Rhinitis caused by Aspergillus is similar in appearance to bacterial rhinitis or sinusitis. A Gram's stain or modified Wright's stain of lesions or debris often demonstrates the fungal hyphae. Infraorbital sinusitis involving aspergillosis often must be surgically debrided prior to effective therapy. Extensive or chronic fungal sinusitis may lead to osseous changes and permanent malformation of the upper respiratory architecture.

Tracheitis due to aspergillosis can occur in immunocompromised birds. Aspergillus granulomas often form in the syrinx of psittacines and raptors and are particularly challenging to treat. Changes in vocalization may occur prior to dyspnea. Often these birds will stretch out their necks in an attempt to get more oxygen.

Lower respiratory disease, including air sacculitis, often involves invasion by Aspergillus. Granulomas of the air sacs or coelomic cavity are also common, usually in the caudal thoracic or abdominal air sacs. These lesions may require surgical resection.

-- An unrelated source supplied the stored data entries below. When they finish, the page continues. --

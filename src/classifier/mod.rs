//! Sentiment classifiers.
//!
//! `LexiconClassifier` works offline and is the default. With the `gateway`
//! feature, `BlockingRemoteClassifier` delegates to an HTTP service.

pub mod lexicon;

#[cfg(feature = "gateway")]
pub mod remote;

pub use lexicon::LexiconClassifier;

#[cfg(feature = "gateway")]
pub use remote::{BlockingRemoteClassifier, RemoteClassifier, RemoteClassifierConfig};
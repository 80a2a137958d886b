//! Sleep statistics relative to the user's baseline.

use crate::baseline::{BaselineError, BaselineStore};
use crate::core::clock::{format_2dp, FormatHM};
use crate::core::fitting::SleepModel;
use serde::{Deserialize, Serialize};

/// Sleep fields derived from a fitted model and the baseline.
#[derive(Debug, Clone, PartialEq, Serialize, Deserialize)]
pub struct SleepStats {
    pub wake_minute: u32,
    pub bed_minute: u32,
    pub minutes_awake: u32,
    pub minutes_asleep: u32,
    /// Baseline average the batch was compared against
    pub baseline_minutes: f64,
    /// minutes_asleep / baseline_minutes, 0 when either side is missing
    pub restedness: f64,
    pub well_rested: bool,
    /// |100 * restedness - 100|; the sign lives in `well_rested`
    pub rest_percentage: f64,
    pub confidence: f64,
}

impl SleepStats {
    pub fn wake_str(&self) -> String {
        self.wake_minute.format_hm()
    }

    pub fn bed_str(&self) -> String {
        self.bed_minute.format_hm()
    }

    pub fn hours_slept_str(&self) -> String {
        self.minutes_asleep.format_hm()
    }

    pub fn rest_percentage_str(&self) -> String {
        format_2dp(self.rest_percentage)
    }

    /// Fit confidence as a percentage string.
    pub fn coefficient_str(&self) -> String {
        format_2dp(self.confidence * 100.0)
    }
}

/// Compare a fitted model against the baseline.
///
/// A degenerate model (no activity in the batch) is reported with zero
/// restedness. The baseline is only read here; see [`night_to_record`].
pub fn assemble_sleep_stats(
    model: &SleepModel,
    store: &dyn BaselineStore,
) -> Result<SleepStats, BaselineError> {
    let minutes_awake = model.minutes_awake();
    let minutes_asleep = model.minutes_asleep();
    let baseline_minutes = store.sleep_baseline()?;

    let restedness = if model.is_degenerate() || baseline_minutes <= 0.0 {
        0.0
    } else {
        minutes_asleep as f64 / baseline_minutes
    };

    Ok(SleepStats {
        wake_minute: model.wake_minute,
        bed_minute: model.bed_minute,
        minutes_awake,
        minutes_asleep,
        baseline_minutes,
        restedness,
        well_rested: restedness > 1.0,
        rest_percentage: (100.0 * restedness - 100.0).abs(),
        confidence: model.confidence,
    })
}

/// Minutes asleep to add to the sleep baseline for this batch.
///
/// None for a degenerate model, which leaves the baseline unchanged.
pub fn night_to_record(model: &SleepModel) -> Option<u32> {
    if model.is_degenerate() {
        tracing::debug!("No activity in batch; sleep baseline left unchanged");
        None
    } else {
        Some(model.minutes_asleep())
    }
}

Antibody titers are of use in some species for diagnosis of this condition. Antigen tests may also be helpful. Galactomannan is an Aspergillus sp antigen that shows promise in the diagnosis of aspergillosis in psittacines. False negatives and false positives may occur with these tests, so consultation with the laboratory regarding interpretation is important. Serum electrophoresis with elevated β-globulins is consistent with aspergillosis. An absolute monocytosis and heterophilia with a significantly increased total WBC count are usually present. Direct visualization, cytology, and fungal culture may be necessary to confirm the diagnosis. Low fungal viability may yield a negative culture despite confirmation by cytology.

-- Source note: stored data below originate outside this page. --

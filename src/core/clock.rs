use crate::core::histogram::MINUTES_PER_DAY;

/// Render a minute count as zero-padded `HH:MM`.
///
/// Minute-of-day values wrap at 24h. A full day of sleep (1440 minutes)
/// renders as `24:00` rather than `00:00`.
pub trait FormatHM {
    fn format_hm(&self) -> String;
}

impl FormatHM for u32 {
    fn format_hm(&self) -> String {
        let minutes = if *self == MINUTES_PER_DAY {
            *self
        } else {
            self % MINUTES_PER_DAY
        };
        format!("{:02}:{:02}", minutes / 60, minutes % 60)
    }
}

/// Two-decimal rendering used for every string metric in the report.
pub fn format_2dp(value: f64) -> String {
    format!("{value:.2}")
}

Amphotericin B is used in nebulization, nasal flushes, and intratracheal and IV administration and is the only completely fungicidal agent available. For nebulization, it is used at a concentration of 0.25–1 mg/mL of sterile water. The concentration for nasal and sinus flushes is generally more dilute (0.05 mg/mL of sterile water). Amphotericin should not be diluted with NaCl, because this decreases its potency.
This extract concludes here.